## WHAT IS NEEDED
Scan the entries below and report only how many lines contain "current".

(WORKING DATA)

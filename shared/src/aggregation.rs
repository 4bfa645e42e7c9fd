//! Derived statistics over detection rows

use std::collections::{BTreeMap, HashMap};

use chrono::{DateTime, NaiveDate, Utc};
use serde::{Deserialize, Serialize};

use crate::format::format_day;
use crate::models::{Detection, Plant};
use crate::ripeness::is_ready_for_harvest;

/// Number of day buckets kept in the detection volume chart
pub const MAX_VOLUME_DAYS: usize = 7;

/// Per-field rollup shown as a summary card
#[derive(Debug, Clone, Serialize, Deserialize, PartialEq)]
pub struct FieldSummary {
    pub field_number: i32,
    pub plant_count: usize,
    pub detection_count: usize,
    pub average_ripe_percentage: f64,
    pub ready_for_harvest: usize,
}

/// One bar of the detection volume chart
#[derive(Debug, Clone, Serialize, Deserialize, PartialEq)]
pub struct DayBucket {
    pub day: NaiveDate,
    pub label: String,
    pub count: usize,
    /// Share of the busiest kept day, 0-100
    pub proportion: f64,
}

/// Detection counts for the most recent days present in the data
#[derive(Debug, Clone, Default, Serialize, Deserialize, PartialEq)]
pub struct DailyVolume {
    pub buckets: Vec<DayBucket>,
}

impl DailyVolume {
    pub fn is_empty(&self) -> bool {
        self.buckets.is_empty()
    }
}

/// Totals and shares of ripe, semi-ripe and unripe units
#[derive(Debug, Clone, Serialize, Deserialize, PartialEq)]
#[serde(tag = "state", rename_all = "snake_case")]
pub enum RipenessComposition {
    /// Combined total was zero; no ratio is computed
    NoData,
    Totals {
        ripe: i64,
        semi_ripe: i64,
        unripe: i64,
        total: i64,
        ripe_share: f64,
        semi_ripe_share: f64,
        unripe_share: f64,
    },
}

/// Mean ripe percentage; absent values count as 0 and an empty set yields 0
pub fn average_ripe_percentage(detections: &[Detection]) -> f64 {
    if detections.is_empty() {
        return 0.0;
    }
    let sum: f64 = detections.iter().map(Detection::ripe_value).sum();
    sum / detections.len() as f64
}

/// Number of detections at or above the ready threshold
pub fn ready_for_harvest_count(detections: &[Detection]) -> usize {
    detections
        .iter()
        .filter(|d| is_ready_for_harvest(d.ripe_percentage))
        .count()
}

/// Number of detections observed at or after `since`
pub fn detections_since(detections: &[Detection], since: DateTime<Utc>) -> usize {
    detections
        .iter()
        .filter(|d| d.timestamp.instant().map_or(false, |at| at >= since))
        .count()
}

/// Distinct field numbers, ascending
pub fn field_options(plants: &[Plant]) -> Vec<i32> {
    let mut fields: Vec<i32> = plants.iter().map(|p| p.field_number).collect();
    fields.sort_unstable();
    fields.dedup();
    fields
}

/// Roll plants and detections up per field.
///
/// Detections are attributed through their embedded plant relation, or through
/// `plants` when the relation was not joined. Only fields that have plants
/// produce a summary.
pub fn field_summaries(plants: &[Plant], detections: &[Detection]) -> Vec<FieldSummary> {
    let plant_fields: HashMap<i64, i32> = plants.iter().map(|p| (p.id, p.field_number)).collect();

    let mut plants_by_field: BTreeMap<i32, usize> = BTreeMap::new();
    for plant in plants {
        *plants_by_field.entry(plant.field_number).or_default() += 1;
    }

    let mut detections_by_field: HashMap<i32, Vec<Detection>> = HashMap::new();
    for detection in detections {
        let field = detection
            .field_number()
            .or_else(|| plant_fields.get(&detection.plant_id).copied());
        if let Some(field) = field {
            detections_by_field
                .entry(field)
                .or_default()
                .push(detection.clone());
        }
    }

    plants_by_field
        .into_iter()
        .map(|(field_number, plant_count)| {
            let field_detections = detections_by_field
                .get(&field_number)
                .map(Vec::as_slice)
                .unwrap_or(&[]);
            FieldSummary {
                field_number,
                plant_count,
                detection_count: field_detections.len(),
                average_ripe_percentage: average_ripe_percentage(field_detections),
                ready_for_harvest: ready_for_harvest_count(field_detections),
            }
        })
        .collect()
}

/// Bucket detections by local day in discovery order and keep the last
/// [`MAX_VOLUME_DAYS`] distinct days. Each bar is scaled against the busiest
/// kept day, which renders as exactly 100.
pub fn daily_volume(detections: &[Detection]) -> DailyVolume {
    let mut order: Vec<NaiveDate> = Vec::new();
    let mut counts: HashMap<NaiveDate, usize> = HashMap::new();
    for day in detections.iter().filter_map(Detection::local_date) {
        let count = counts.entry(day).or_insert_with(|| {
            order.push(day);
            0
        });
        *count += 1;
    }

    let kept = &order[order.len().saturating_sub(MAX_VOLUME_DAYS)..];
    let busiest = kept
        .iter()
        .filter_map(|day| counts.get(day))
        .copied()
        .max()
        .unwrap_or(0);

    let buckets = kept
        .iter()
        .map(|&day| {
            let count = counts.get(&day).copied().unwrap_or(0);
            let proportion = if busiest == 0 {
                0.0
            } else if count == busiest {
                100.0
            } else {
                count as f64 / busiest as f64 * 100.0
            };
            DayBucket {
                day,
                label: format_day(day),
                count,
                proportion,
            }
        })
        .collect();

    DailyVolume { buckets }
}

/// Sum unit counts across detections and compute each category's share
pub fn ripeness_composition(detections: &[Detection]) -> RipenessComposition {
    let (ripe, semi_ripe, unripe) = detections.iter().fold((0i64, 0i64, 0i64), |acc, d| {
        (
            acc.0 + i64::from(d.ripe_count),
            acc.1 + i64::from(d.semi_ripe_count),
            acc.2 + i64::from(d.unripe_count),
        )
    });
    let total = ripe + semi_ripe + unripe;
    if total == 0 {
        return RipenessComposition::NoData;
    }

    let share = |part: i64| part as f64 / total as f64 * 100.0;
    RipenessComposition::Totals {
        ripe,
        semi_ripe,
        unripe,
        total,
        ripe_share: share(ripe),
        semi_ripe_share: share(semi_ripe),
        unripe_share: share(unripe),
    }
}

/// Most recent detection per plant, keyed by plant id.
///
/// The latest is the maximum `(timestamp, id)` pair, so identical timestamps
/// resolve to the higher detection id regardless of input order.
pub fn latest_detection_per_plant(detections: &[Detection]) -> HashMap<i64, &Detection> {
    let mut latest: HashMap<i64, &Detection> = HashMap::new();
    for detection in detections {
        latest
            .entry(detection.plant_id)
            .and_modify(|current| {
                if (&detection.timestamp, detection.id) > (&current.timestamp, current.id) {
                    *current = detection;
                }
            })
            .or_insert(detection);
    }
    latest
}

/// Sort detections newest first, ties broken by descending id
pub fn sort_newest_first(detections: &mut [Detection]) {
    detections.sort_by(|a, b| (&b.timestamp, b.id).cmp(&(&a.timestamp, a.id)));
}

/// Sort detections oldest first, ties broken by ascending id
pub fn sort_oldest_first(detections: &mut [Detection]) {
    detections.sort_by(|a, b| (&a.timestamp, a.id).cmp(&(&b.timestamp, b.id)));
}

(End WORKING DATA)

## EXERCISE ANSWER
3